Immaginiamo una folla silenziosa, si ode soltanto il pianto di una donna, pianto sommesso e disperato segno di un dolore senza speranza che rievoca e supera tutti i dolori precedenti. Una donna, che ha già perso il compagno della sua vita, ora perde anche il figlio. Privata dell’affetto e della dolce consuetudine di chi le era stato al fianco per tanto tempo, ora viene privata anche del suo futuro, di colui nel quale riponeva le speranze, la sua ultima ragione di vita. Ora è una donna sola e senza protezione, perché in Israele una vedova senza figli, non avendo né casa né eredità, è praticamente ridotta alla mendicità.

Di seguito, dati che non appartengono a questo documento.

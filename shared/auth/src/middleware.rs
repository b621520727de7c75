use axum::{
    async_trait,
    extract::{FromRef, FromRequestParts},
    http::{header::AUTHORIZATION, request::Parts, HeaderMap},
};

use afrilingua_common::AppError;

use crate::jwt::{Claims, JwtService};

/// Extract the bearer token from the Authorization header.
pub fn bearer_token(headers: &HeaderMap) -> Option<&str> {
    headers
        .get(AUTHORIZATION)
        .and_then(|value| value.to_str().ok())
        .and_then(|value| value.strip_prefix("Bearer "))
        .map(str::trim)
        .filter(|token| !token.is_empty())
}

/// Authenticated caller. Rejects with 401 before the handler runs.
#[async_trait]
impl<S> FromRequestParts<S> for Claims
where
    JwtService: FromRef<S>,
    S: Send + Sync,
{
    type Rejection = AppError;

    async fn from_request_parts(parts: &mut Parts, state: &S) -> Result<Self, Self::Rejection> {
        let token = bearer_token(&parts.headers).ok_or_else(|| {
            AppError::Authentication("Missing or invalid authorization header".to_string())
        })?;

        JwtService::from_ref(state)
            .validate_token(token)
            .map_err(|_| AppError::Authentication("Invalid or expired token".to_string()))
    }
}

/// Caller on endpoints open to anonymous readers. A missing header yields
/// `None`; a present but invalid token is still a 401.
#[derive(Debug, Clone)]
pub struct OptionalClaims(pub Option<Claims>);

#[async_trait]
impl<S> FromRequestParts<S> for OptionalClaims
where
    JwtService: FromRef<S>,
    S: Send + Sync,
{
    type Rejection = AppError;

    async fn from_request_parts(parts: &mut Parts, state: &S) -> Result<Self, Self::Rejection> {
        if parts.headers.get(AUTHORIZATION).is_none() {
            return Ok(OptionalClaims(None));
        }
        Claims::from_request_parts(parts, state).await.map(|claims| OptionalClaims(Some(claims)))
    }
}

/// Client address and agent, recorded in the audit log.
#[derive(Debug, Clone, Default)]
pub struct ClientInfo {
    pub ip_address: Option<String>,
    pub user_agent: Option<String>,
}

#[async_trait]
impl<S> FromRequestParts<S> for ClientInfo
where
    S: Send + Sync,
{
    type Rejection = std::convert::Infallible;

    async fn from_request_parts(parts: &mut Parts, _state: &S) -> Result<Self, Self::Rejection> {
        let header = |name: &str| {
            parts
                .headers
                .get(name)
                .and_then(|value| value.to_str().ok())
                .map(str::to_string)
        };

        Ok(ClientInfo {
            ip_address: header("x-forwarded-for")
                .and_then(|forwarded| forwarded.split(',').next().map(|ip| ip.trim().to_string()))
                .or_else(|| header("x-real-ip")),
            user_agent: header("user-agent").map(|agent| agent.chars().take(255).collect()),
        })
    }
}

#[cfg(test)]
mod tests {
    use super::*;
    use axum::http::{HeaderValue, Request};
    use afrilingua_common::{JwtConfig, UserRole};
    use uuid::Uuid;

    #[derive(Clone)]
    struct TestState {
        jwt: JwtService,
    }

    impl FromRef<TestState> for JwtService {
        fn from_ref(state: &TestState) -> Self {
            state.jwt.clone()
        }
    }

    fn state() -> TestState {
        TestState {
            jwt: JwtService::new(&JwtConfig {
                secret: "test".into(),
                expiration_hours: 1,
                issuer: "afrilingua".into(),
            }),
        }
    }

    fn parts_with(header: Option<&str>) -> Parts {
        let mut builder = Request::builder().uri("/");
        if let Some(value) = header {
            builder = builder.header(AUTHORIZATION, HeaderValue::from_str(value).unwrap());
        }
        builder.body(()).unwrap().into_parts().0
    }

    #[test]
    fn bearer_prefix_is_required() {
        let mut headers = HeaderMap::new();
        headers.insert(AUTHORIZATION, HeaderValue::from_static("Token abc"));
        assert!(bearer_token(&headers).is_none());

        headers.insert(AUTHORIZATION, HeaderValue::from_static("Bearer abc"));
        assert_eq!(bearer_token(&headers), Some("abc"));
    }

    #[tokio::test]
    async fn missing_header_is_unauthorized() {
        let mut parts = parts_with(None);
        let result = Claims::from_request_parts(&mut parts, &state()).await;
        assert!(matches!(result, Err(AppError::Authentication(_))));
    }

    #[tokio::test]
    async fn valid_token_yields_claims() {
        let state = state();
        let user_id = Uuid::new_v4();
        let (token, _) = state.jwt.issue(user_id, "t@example.com", UserRole::Admin).unwrap();
        let mut parts = parts_with(Some(&format!("Bearer {}", token)));

        let claims = Claims::from_request_parts(&mut parts, &state).await.unwrap();
        assert_eq!(claims.user_id(), user_id);
        assert!(claims.is_admin());
    }

    #[tokio::test]
    async fn optional_claims_tolerate_anonymous_callers() {
        let mut parts = parts_with(None);
        let OptionalClaims(claims) = OptionalClaims::from_request_parts(&mut parts, &state())
            .await
            .unwrap();
        assert!(claims.is_none());

        let mut parts = parts_with(Some("Bearer garbage"));
        assert!(OptionalClaims::from_request_parts(&mut parts, &state()).await.is_err());
    }
}
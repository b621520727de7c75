use rust_decimal::Decimal;
use serde::{Deserialize, Serialize};
use sqlx::FromRow;
use uuid::Uuid;
use validator::Validate;

use afrilingua_common::{AppError, CourseCategory};
use afrilingua_database::{Course, Lesson};

#[derive(Debug, Serialize, Deserialize)]
pub struct CourseListQuery {
    pub category: Option<CourseCategory>,
    pub created_by: Option<Uuid>,
}

#[derive(Debug, Serialize, Deserialize, Validate)]
pub struct CreateCourseRequest {
    #[validate(length(min = 1, max = 255))]
    pub title: String,

    #[validate(length(min = 1))]
    pub description: String,

    #[serde(default = "default_category")]
    pub category: CourseCategory,

    #[validate(url)]
    pub image_url: Option<String>,

    #[serde(default)]
    pub price: Decimal,

    #[serde(default)]
    pub is_published: bool,
}

fn default_category() -> CourseCategory {
    CourseCategory::Other
}

#[derive(Debug, Default, Serialize, Deserialize, Validate)]
pub struct UpdateCourseRequest {
    #[validate(length(min = 1, max = 255))]
    pub title: Option<String>,

    #[validate(length(min = 1))]
    pub description: Option<String>,

    pub category: Option<CourseCategory>,

    #[validate(url)]
    pub image_url: Option<String>,

    pub price: Option<Decimal>,
    pub is_published: Option<bool>,
}

pub fn validate_price(price: Option<Decimal>) -> Result<(), AppError> {
    match price {
        Some(price) => afrilingua_database::validate_price("price", price),
        None => Ok(()),
    }
}

/// Course row plus the number of lessons it holds.
#[derive(Debug, Serialize, Deserialize, FromRow)]
pub struct CourseSummary {
    #[serde(flatten)]
    #[sqlx(flatten)]
    pub course: Course,
    pub lesson_count: i64,
}

#[derive(Debug, Serialize, Deserialize)]
pub struct CourseDetail {
    #[serde(flatten)]
    pub course: Course,
    pub lesson_count: usize,
    pub lessons: Vec<Lesson>,
}

#[derive(Debug, Serialize, Deserialize, Validate)]
pub struct CreateLessonRequest {
    #[validate(length(min = 1, max = 255))]
    pub title: String,

    #[serde(default)]
    pub content: String,

    #[validate(url)]
    pub video_url: Option<String>,

    #[validate(url)]
    pub file_url: Option<String>,

    #[serde(default)]
    #[validate(range(min = 0))]
    pub duration_minutes: i32,

    #[serde(default)]
    pub order: i32,
}

#[derive(Debug, Default, Serialize, Deserialize, Validate)]
pub struct UpdateLessonRequest {
    #[validate(length(min = 1, max = 255))]
    pub title: Option<String>,
    pub content: Option<String>,
    #[validate(url)]
    pub video_url: Option<String>,
    #[validate(url)]
    pub file_url: Option<String>,
    #[validate(range(min = 0))]
    pub duration_minutes: Option<i32>,
    pub order: Option<i32>,
}

#[cfg(test)]
mod tests {
    use super::*;

    #[test]
    fn course_defaults_to_free_unpublished_other() {
        let request: CreateCourseRequest = serde_json::from_value(serde_json::json!({
            "title": "Yoruba for beginners",
            "description": "Greetings and numbers"
        }))
        .unwrap();

        assert_eq!(request.category, CourseCategory::Other);
        assert_eq!(request.price, Decimal::ZERO);
        assert!(!request.is_published);
        assert!(request.validate().is_ok());
    }

    #[test]
    fn negative_price_is_rejected() {
        assert!(validate_price(Some(Decimal::new(-500, 2))).is_err());
        assert!(validate_price(Some(Decimal::new(2500, 2))).is_ok());
        assert!(validate_price(None).is_ok());
        assert!(validate_price(Some(Decimal::new(12345, 3))).is_err());
        assert!(validate_price(Some(Decimal::new(1_000_000_000, 0))).is_err());
    }

    #[test]
    fn lesson_order_is_read_from_order_field() {
        let request: CreateLessonRequest = serde_json::from_value(serde_json::json!({
            "title": "Tones",
            "order": 3,
            "duration_minutes": 45
        }))
        .unwrap();
        assert_eq!(request.order, 3);
        assert!(request.validate().is_ok());
    }
}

La vedova che ha perso la protezione del suo sposo è simbolo di Israele che è vedova abbandonata dal suo sposo-Dio nel tempo terribile dell’esilio, in cui l’eredità della terra e del tempio in Gerusalemme non ci sono più. Ma la vedova è anche figura della Chiesa, comunità che ha perso il suo sposo, Gesù, morto sulla croce. C’è un dolore originario e misteriosamente fecondo nella Chiesa, il dolore della perdita dello sposo, che si rinnova ad ogni distacco che la comunità subisce nella sua storia, a causa della partenza di coloro che le sono stati pastori e padri. Eppure senza questo dolore la Chiesa non è Chiesa: gli apostoli non avrebbero incendiato il mondo con il vangelo, se Gesù non fosse partito da loro e la comunità cristiana non cresce nella fede e nella speranza senza passare attraverso il distacco da coloro di cui crede di non poter fare a meno.
Inoltre questo dolore è fecondo perché verrà riscattato. Infatti Gesù è risorto e un anticipo della potenza di questa resurrezione si ritrova nella potenza con cui ordina al figlio della vedova: “Ragazzo, dico a te,alzati”. La parola potente di Gesù non solo richiama alla vita, ma anche rigenera la parola del ragazzo e spezza il silenzio muto della folla. Nuove parole si accavallano e si espandono: “Dio ha visitato il suo popolo. Dio ha suscitato un grande profeta tra noi”. La parola della resurrezione vince il silenzio della morte. La vedova ha ritrovato il suo figlio e contemporaneamente il suo sposo: Dio che da la vita senza fine nel suo Figlio Gesù. E la folla, ormai non più divisa tra chi seguiva Gesù e chi seguiva il corteo funebre, tutta insieme proclama la sua fede nel Signore.
Questa folla è figura della Chiesa, invitata a ritrovare la fiducia nella parola di Dio, parola potente. Il suo sposo è sempre vivo perché è risorto e guida la sua Chiesa. I papi cambiano ed ogni volta sembrano dominare paura ed incertezza eppure lo Spirito ci sorprende con energie nuove e con personalità ogni volta tanto diverse. I parroci cambiano ed è un dolore grande, più ancora che per i meriti pastorali, per quell’affetto umano che segna i nostri rapporti e che li vorrebbe eterni. Poi ci sono i dubbi per il futuro, le sfide che sembrano insuperabili senza la guida a cui ci si appoggiava fino a ieri. Come fare senza di lui?
Come hanno fatto gli apostoli senza Gesù? Hanno avuto fiducia nella parola di Gesù risorto, che gli aveva promesso lo Spirito Santo, quello Spirito che sempre ci accompagna, ci consola e ci da la forza. Che rinnova per noi quella parola che il Signore ha pronunciato per la vedova: “Non piangere”. Il Signore invita anche noi a non piangere, ma ad avere fede nella sua parola potente che cambia la realtà e apre una nuova fecondità alla Chiesa. È Gesù a riconsegnare il figlio guarito alla vedova, è Gesù a rendere feconda la nostra comunità, a renderla missionaria e capace di generare la fede nei ragazzi, nei giovani e nelle tante persone che incontriamo nella vita pastorale della nostra comunità. È Gesù a darci la speranza e la forza di non mollare, a rialzarci nei momenti di svilimento, a non avere paura delle sfide che il futuro riserva. Le difficoltà, come sempre, non mancheranno. Ma una vita senza difficoltà e senza sfide che vita è? Certo non è la vita cristiana. Noi siamo cristiani e sappiamo camminare con fiducia anche nelle svolte spesso improvvise che la vita riserva.